World Boxing Council middleweight champion Chavez, 26, could walk into the Thomas & Mack Center ring with as great as a 20-pound advantage.

That brawn and an unconventional training method that has led him to skip sparring sessions altogether and launch other workouts between 1 and 5 a.m. emboldens Chavez.

“I’m crazy. I’m a boxer. What do you want from me?” Chavez (46-0-1, 32 knockouts) said this week before weighing in at 158 pounds to Martinez’s 159.

A slight 2-to-1 favorite at Las Vegas sports books, the 37-year-old Martinez (49-2-2, 28 KOs) has vowed to make his foe pay for disrespecting the sport with a fast, wise performance like those that made him the 2010 fighter of the year.

“I will punish him for a lot of time and then knock him out,” Martinez said. “This will be a lot of pain.”

Martinez is fueled by his resentment of the Mexico-based WBC effectively stripping him of his belt in 2011, elevating him to “emeritus champion” and opening a process in which the son of a great Mexican champion ultimately claimed the belt that year by defeating Sebastian Zbik at Staples Center.

By participating in what Martinez believes was a title-robbing fraud on top of earning lucrative pay-per-view payoffs based on his father’s legacy, the Argentine has burned to expose his opponent.

“I’ve never seen him this angry,” Martinez promoter Lou DiBella said.

Chavez’s Hall of Fame trainer Freddie Roach and his father dismiss Martinez’s criticisms.

“He’s very prepared,” Julio Cesar Chavez Sr. said. “He’s very conscious of what he needs to do to win. He’s spent a lot of time on strategy, watching videos every day, and I give him advice.”

Roach has not stuck to the routine of keeping Chavez Jr. at Hollywood’s Wild Card Boxing Club, leading the fighter through an unpredictable camp in Las Vegas. Multiple days have gone by without Chavez appearing at his promoter’s gym for sparring, those close to the fighter say.

“Once he starts, it’s been nonstop for three hours,” Roach said. “I’ve seen his confidence, and I asked Julio, ‘Are you scared or confident?’ He feels he’s going to be in this guy’s face and beat him up. I can tell you he’s hitting harder than ever.”

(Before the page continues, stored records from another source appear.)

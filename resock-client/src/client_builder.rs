//! Client builder for configuring timing, transport and observability
//!
//! The `ClientBuilder` provides a fluent API for configuring a
//! [`SocketClient`] before it starts. It allows you to:
//! - Tune heartbeat, backoff and buffering through [`ClientConfig`]
//! - Replace the reconnection strategy
//! - Plug in a custom transport or codec
//! - Configure observability (OpenTelemetry)
//!
//! # Examples
//!
//! ```rust,no_run
//! use resock_client::{ClientBuilder, ClientConfig};
//! use std::time::Duration;
//!
//! # async fn example() -> resock_core::Result<()> {
//! // Tighter liveness checking
//! let client = ClientBuilder::new("wss://stream.example.com/feed")
//!     .with_config(
//!         ClientConfig::default()
//!             .with_heartbeat_interval(Duration::from_secs(2))
//!             .with_heartbeat_timeout(Duration::from_secs(4)),
//!     )
//!     .connect()
//!     .await?;
//!
//! // With observability
//! let client2 = ClientBuilder::new("ws://localhost:8080")
//!     .with_default_observability()
//!     .service_name("my-client")
//!     .connect()
//!     .await?;
//! # Ok(())
//! # }
//! ```

use crate::config::ClientConfig;
use crate::controller::{self, ControllerOptions};
use crate::metrics::ClientMetrics;
use crate::reconnect::{ExponentialBackoff, ReconnectionStrategy};
use crate::transport::TransportFactory;
use crate::ws::WebSocketFactory;
use crate::SocketClient;
use resock_core::{Codec, Error, JsonCodec, ObservabilityConfig, Result};
use std::sync::Arc;

/// Builder for configuring and creating a SocketClient
pub struct ClientBuilder {
    url: String,
    config: ClientConfig,
    reconnect_strategy: Option<Box<dyn ReconnectionStrategy>>,
    transport: Option<Arc<dyn TransportFactory>>,
    codec: Option<Arc<dyn Codec>>,
    observability_config: Option<ObservabilityConfig>,
    service_name: Option<String>,
    enable_metrics: bool,
}

impl ClientBuilder {
    /// Create a new client builder
    pub fn new(url: impl Into<String>) -> Self {
        Self {
            url: url.into(),
            config: ClientConfig::default(),
            reconnect_strategy: None,
            transport: None,
            codec: None,
            observability_config: None,
            service_name: None,
            enable_metrics: false,
        }
    }

    /// Replace the whole configuration
    pub fn with_config(mut self, config: ClientConfig) -> Self {
        self.config = config;
        self
    }

    /// Use a custom reconnection strategy
    ///
    /// Without one, an [`ExponentialBackoff`] is derived from the config.
    pub fn with_reconnect(mut self, strategy: Box<dyn ReconnectionStrategy>) -> Self {
        self.reconnect_strategy = Some(strategy);
        self
    }

    /// Open connections through `factory` instead of WebSockets
    pub fn with_transport(mut self, factory: impl TransportFactory) -> Self {
        self.transport = Some(Arc::new(factory));
        self
    }

    /// Encode and decode with `codec` instead of JSON
    pub fn with_codec(mut self, codec: impl Codec) -> Self {
        self.codec = Some(Arc::new(codec));
        self
    }

    /// Enable OpenTelemetry observability with custom configuration
    ///
    /// Installs the global tracing subscriber on `build()`, so at most one
    /// client per process should ask for it.
    pub fn with_observability(mut self, config: ObservabilityConfig) -> Self {
        self.observability_config = Some(config);
        self
    }

    /// Enable OpenTelemetry observability with default configuration
    pub fn with_default_observability(mut self) -> Self {
        self.observability_config = Some(ObservabilityConfig::default());
        self
    }

    /// Record metrics on the global meter without installing anything
    pub fn with_metrics(mut self) -> Self {
        self.enable_metrics = true;
        self
    }

    /// Set service name for observability (used if observability is enabled)
    pub fn service_name(mut self, name: impl Into<String>) -> Self {
        self.service_name = Some(name.into());
        self
    }

    /// Validate the configuration and start the controller
    ///
    /// Does not connect. Must be called from within a Tokio runtime.
    pub fn build(self) -> Result<SocketClient> {
        self.config.validate()?;

        let metrics = if let Some(mut config) = self.observability_config {
            if let Some(name) = self.service_name {
                config.service_name = name;
            }

            resock_core::init_observability(config.clone()).map_err(|e| {
                Error::Internal(format!("Failed to initialize observability: {}", e))
            })?;

            Some(Arc::new(ClientMetrics::new(config.service_name)))
        } else if self.enable_metrics {
            let name = self.service_name.unwrap_or_else(|| "resock".to_string());
            Some(Arc::new(ClientMetrics::new(name)))
        } else {
            None
        };

        let strategy = self
            .reconnect_strategy
            .unwrap_or_else(|| Box::new(ExponentialBackoff::from_config(&self.config)));
        let factory = self
            .transport
            .unwrap_or_else(|| Arc::new(WebSocketFactory));
        let codec = self.codec.unwrap_or_else(|| Arc::new(JsonCodec));

        tracing::debug!(url = %self.url, config = ?self.config, "Starting client");

        let handle = controller::spawn(ControllerOptions {
            url: self.url.clone(),
            config: self.config,
            factory,
            codec: codec.clone(),
            strategy,
            metrics,
        })?;

        Ok(SocketClient::from_parts(self.url, handle, codec))
    }

    /// Build the client and connect it
    pub async fn connect(self) -> Result<SocketClient> {
        let client = self.build()?;
        client.connect().await?;
        Ok(client)
    }
}

impl std::fmt::Debug for ClientBuilder {
    fn fmt(&self, f: &mut std::fmt::Formatter<'_>) -> std::fmt::Result {
        f.debug_struct("ClientBuilder")
            .field("url", &self.url)
            .field("config", &self.config)
            .field("custom_reconnect", &self.reconnect_strategy.is_some())
            .field("custom_transport", &self.transport.is_some())
            .field("observability", &self.observability_config.is_some())
            .finish()
    }
}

Bruce Trampler, the matchmaker who signed off on Chavez meeting Martinez, said Roach has joked that, “If Julio beats Sergio, I’m going to put out a new training video that shows Julio sleeping, me sleeping and no one in the gym.”

“But when Julio blows off the gym, it doesn’t mean he blows off the workout,” Trampler said. “He’s on top of this fight every day. He’s got Sergio on his mind. It’s just a different type of fight that he believes needs a different type of preparation.

“Julio’s worked on things, like cutting off the ring, fighting his own fight with pressure, taking away Sergio’s left-handedness. He speaks very intelligently about his plan. He’s so up for this.”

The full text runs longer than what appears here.